Data Formats and Transfer Media
Most platforms, including Windows, define a standard protocol for transferring data between applications, based on a set of functions called the clipboard. Applications using these functions can share data even if their native data formats are wildly different. Generally, these clipboards have two significant shortcomings that COM has overcome.
First, data descriptions use only a format identifier, such as the single 16-bit clipboard format identifier on Windows, which means the clipboard can only describe the structure of its data, that is, the ordering of the bits. It can report, "I have a bitmap" "or I have some text," but it cannot specify the target devices for which the data is composed, which views or aspects of itself the data can provide, or which storage media are best suited for its transfer. For example, it cannot report, "I have a string of text that is stored in global memory and formatted for presentation either on screen or on a printer" or "I have a thumbnail sketch bitmap rendered for a 100 dpi dot-matrix printer and stored as a disk file."

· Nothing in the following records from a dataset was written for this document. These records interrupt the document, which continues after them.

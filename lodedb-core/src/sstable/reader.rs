//! SSTable reader for point lookups and block access

use super::builder::{IndexEntry, FOOTER_SIZE, HEADER_SIZE};
use super::{Block, BloomFilter, TableCursor, TableOptions, FORMAT_VERSION, MAGIC};
use crate::{LodeError, Result, ValueStruct};
use bytes::{Buf, Bytes};
use parking_lot::Mutex;
use std::collections::{HashMap, VecDeque};
use std::fs::File;
use std::os::unix::fs::FileExt;
use std::path::{Path, PathBuf};
use std::sync::atomic::{AtomicBool, Ordering};
use std::sync::Arc;
use tracing::{debug, warn};

/// An open, immutable sorted table
///
/// Shared through `Arc`; once [`Table::mark_obsolete`] has been called the
/// file is unlinked when the last reference goes away.
pub struct Table {
    id: u64,
    path: PathBuf,
    file: File,
    file_size: u64,
    entry_count: u64,
    index: Vec<IndexEntry>,
    bloom_filter: BloomFilter,
    cache: Mutex<BlockCache>,
    obsolete: AtomicBool,
}

/// Small FIFO cache of decoded blocks
struct BlockCache {
    blocks: HashMap<usize, Arc<Block>>,
    order: VecDeque<usize>,
    max_blocks: usize,
}

impl BlockCache {
    fn new(max_blocks: usize) -> Self {
        Self {
            blocks: HashMap::new(),
            order: VecDeque::new(),
            max_blocks,
        }
    }

    fn get(&self, idx: usize) -> Option<Arc<Block>> {
        self.blocks.get(&idx).cloned()
    }

    fn insert(&mut self, idx: usize, block: Arc<Block>) {
        if self.max_blocks == 0 || self.blocks.contains_key(&idx) {
            return;
        }
        while self.blocks.len() >= self.max_blocks {
            match self.order.pop_front() {
                Some(oldest) => {
                    self.blocks.remove(&oldest);
                }
                None => break,
            }
        }
        self.order.push_back(idx);
        self.blocks.insert(idx, block);
    }
}

impl Table {
    /// Open an SSTable file
    pub fn open(path: PathBuf, id: u64, options: TableOptions) -> Result<Self> {
        let file = File::open(&path)?;
        let file_size = file.metadata()?.len();
        if file_size < (HEADER_SIZE + FOOTER_SIZE) as u64 {
            return Err(LodeError::Corruption(format!(
                "table {:?} is only {} bytes",
                path, file_size
            )));
        }

        let mut header = [0u8; HEADER_SIZE];
        file.read_exact_at(&mut header, 0)?;
        if &header[..4] != MAGIC {
            return Err(LodeError::InvalidFormat("Invalid SSTable header".into()));
        }
        let version = (&header[4..]).get_u32_le();
        if version != FORMAT_VERSION {
            return Err(LodeError::InvalidFormat(format!(
                "Unsupported version: {}",
                version
            )));
        }

        let mut footer = [0u8; FOOTER_SIZE];
        file.read_exact_at(&mut footer, file_size - FOOTER_SIZE as u64)?;
        if &footer[FOOTER_SIZE - 4..] != MAGIC {
            return Err(LodeError::InvalidFormat("Invalid SSTable magic".into()));
        }
        let mut cursor = &footer[..];
        let index_offset = cursor.get_u64_le();
        let index_size = cursor.get_u64_le();
        let bloom_offset = cursor.get_u64_le();
        let bloom_size = cursor.get_u64_le();
        let entry_count = cursor.get_u64_le();
        let index_checksum = cursor.get_u32_le();

        let mut index_data = vec![0u8; index_size as usize];
        file.read_exact_at(&mut index_data, index_offset)?;
        let actual = crc32fast::hash(&index_data);
        if actual != index_checksum {
            return Err(LodeError::ChecksumMismatch {
                expected: index_checksum,
                actual,
            });
        }
        let index = parse_index(Bytes::from(index_data))?;

        let mut bloom_data = vec![0u8; bloom_size as usize];
        file.read_exact_at(&mut bloom_data, bloom_offset)?;
        let bloom_filter = parse_bloom(bloom_data)?;

        debug!(
            "Opened table {} ({} bytes, {} blocks, {} entries)",
            id,
            file_size,
            index.len(),
            entry_count
        );

        Ok(Self {
            id,
            path,
            file,
            file_size,
            entry_count,
            index,
            bloom_filter,
            cache: Mutex::new(BlockCache::new(options.block_cache_blocks)),
            obsolete: AtomicBool::new(false),
        })
    }

    /// Table id
    pub fn id(&self) -> u64 {
        self.id
    }

    /// File path
    pub fn path(&self) -> &Path {
        &self.path
    }

    /// File size in bytes
    pub fn size(&self) -> u64 {
        self.file_size
    }

    /// Number of entries
    pub fn entry_count(&self) -> u64 {
        self.entry_count
    }

    /// Number of data blocks
    pub fn block_count(&self) -> usize {
        self.index.len()
    }

    /// Smallest key, empty for an empty table
    pub fn smallest(&self) -> &[u8] {
        self.index.first().map(|e| e.first_key.as_ref()).unwrap_or(&[])
    }

    /// Biggest key, empty for an empty table
    pub fn biggest(&self) -> &[u8] {
        self.index.last().map(|e| e.last_key.as_ref()).unwrap_or(&[])
    }

    /// Check if the table's key range may hold `key`
    pub fn covers(&self, key: &[u8]) -> bool {
        !self.index.is_empty() && key >= self.smallest() && key <= self.biggest()
    }

    /// Check if the table's key range intersects `[lo, hi]`
    pub fn overlaps(&self, lo: &[u8], hi: &[u8]) -> bool {
        !self.index.is_empty() && self.smallest() <= hi && self.biggest() >= lo
    }

    /// Point lookup
    pub fn get(&self, key: &[u8]) -> Result<Option<ValueStruct>> {
        if !self.covers(key) || !self.bloom_filter.may_contain(key) {
            return Ok(None);
        }
        let idx = self.index.partition_point(|e| e.last_key.as_ref() < key);
        if idx >= self.index.len() || self.index[idx].first_key.as_ref() > key {
            return Ok(None);
        }
        let block = self.block(idx)?;
        Ok(block.get(key).cloned())
    }

    /// Index of the first block whose last key is >= `key`
    pub fn seek_block(&self, key: &[u8]) -> usize {
        self.index.partition_point(|e| e.last_key.as_ref() < key)
    }

    /// Load (or fetch from cache) block `idx`
    pub fn block(&self, idx: usize) -> Result<Arc<Block>> {
        if let Some(block) = self.cache.lock().get(idx) {
            return Ok(block);
        }

        let entry = self.index.get(idx).ok_or_else(|| {
            LodeError::Internal(format!("block {} out of range in table {}", idx, self.id))
        })?;
        let mut data = vec![0u8; entry.size as usize];
        self.file.read_exact_at(&mut data, entry.offset)?;
        let block = Arc::new(Block::decode(&data).map_err(|e| match e {
            LodeError::ChecksumMismatch { expected, actual } => LodeError::Corruption(format!(
                "table {} block {} checksum mismatch: expected {}, got {}",
                self.id, idx, expected, actual
            )),
            other => other,
        })?);

        self.cache.lock().insert(idx, block.clone());
        Ok(block)
    }

    /// Cursor positioned at the first (or, if `reverse`, last) entry
    pub fn cursor(self: &Arc<Self>, reverse: bool) -> Result<TableCursor> {
        TableCursor::new(self.clone(), reverse)
    }

    /// Unlink the file once the last reference is dropped
    pub fn mark_obsolete(&self) {
        self.obsolete.store(true, Ordering::Release);
    }
}

impl Drop for Table {
    fn drop(&mut self) {
        if self.obsolete.load(Ordering::Acquire) {
            match std::fs::remove_file(&self.path) {
                Ok(()) => debug!("Deleted obsolete table {}", self.id),
                Err(e) => warn!("Failed to delete obsolete table {:?}: {}", self.path, e),
            }
        }
    }
}

fn parse_index(mut data: Bytes) -> Result<Vec<IndexEntry>> {
    let truncated = || LodeError::Corruption("truncated table index".into());
    if data.remaining() < 4 {
        return Err(truncated());
    }
    let count = data.get_u32_le() as usize;
    let mut entries = Vec::with_capacity(count);

    for _ in 0..count {
        if data.remaining() < 4 {
            return Err(truncated());
        }
        let first_len = data.get_u32_le() as usize;
        if data.remaining() < first_len + 4 {
            return Err(truncated());
        }
        let first_key = data.split_to(first_len);
        let last_len = data.get_u32_le() as usize;
        if data.remaining() < last_len + 12 {
            return Err(truncated());
        }
        let last_key = data.split_to(last_len);
        let offset = data.get_u64_le();
        let size = data.get_u32_le();
        entries.push(IndexEntry {
            first_key,
            last_key,
            offset,
            size,
        });
    }

    Ok(entries)
}

fn parse_bloom(data: Vec<u8>) -> Result<BloomFilter> {
    if data.is_empty() {
        return Err(LodeError::InvalidFormat("Bloom filter data too short".into()));
    }
    let num_hashes = data[0] as usize;
    Ok(BloomFilter::from_bytes(data[1..].to_vec(), num_hashes))
}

Second, all data transfers using the clipboard generally occur through global memory. Using global memory is reasonably efficient for small amounts of data but horribly inefficient for large amounts, such as a 20 MB multimedia object. Global memory is slow for a large data object, whose size requires considerable swapping to virtual memory on disk. In cases where the data being exchanged is going to reside mostly on disk anyway, forcing it through this virtual-memory bottleneck is highly inefficient. A better way would skip global memory entirely and simply transfer the data directly to disk.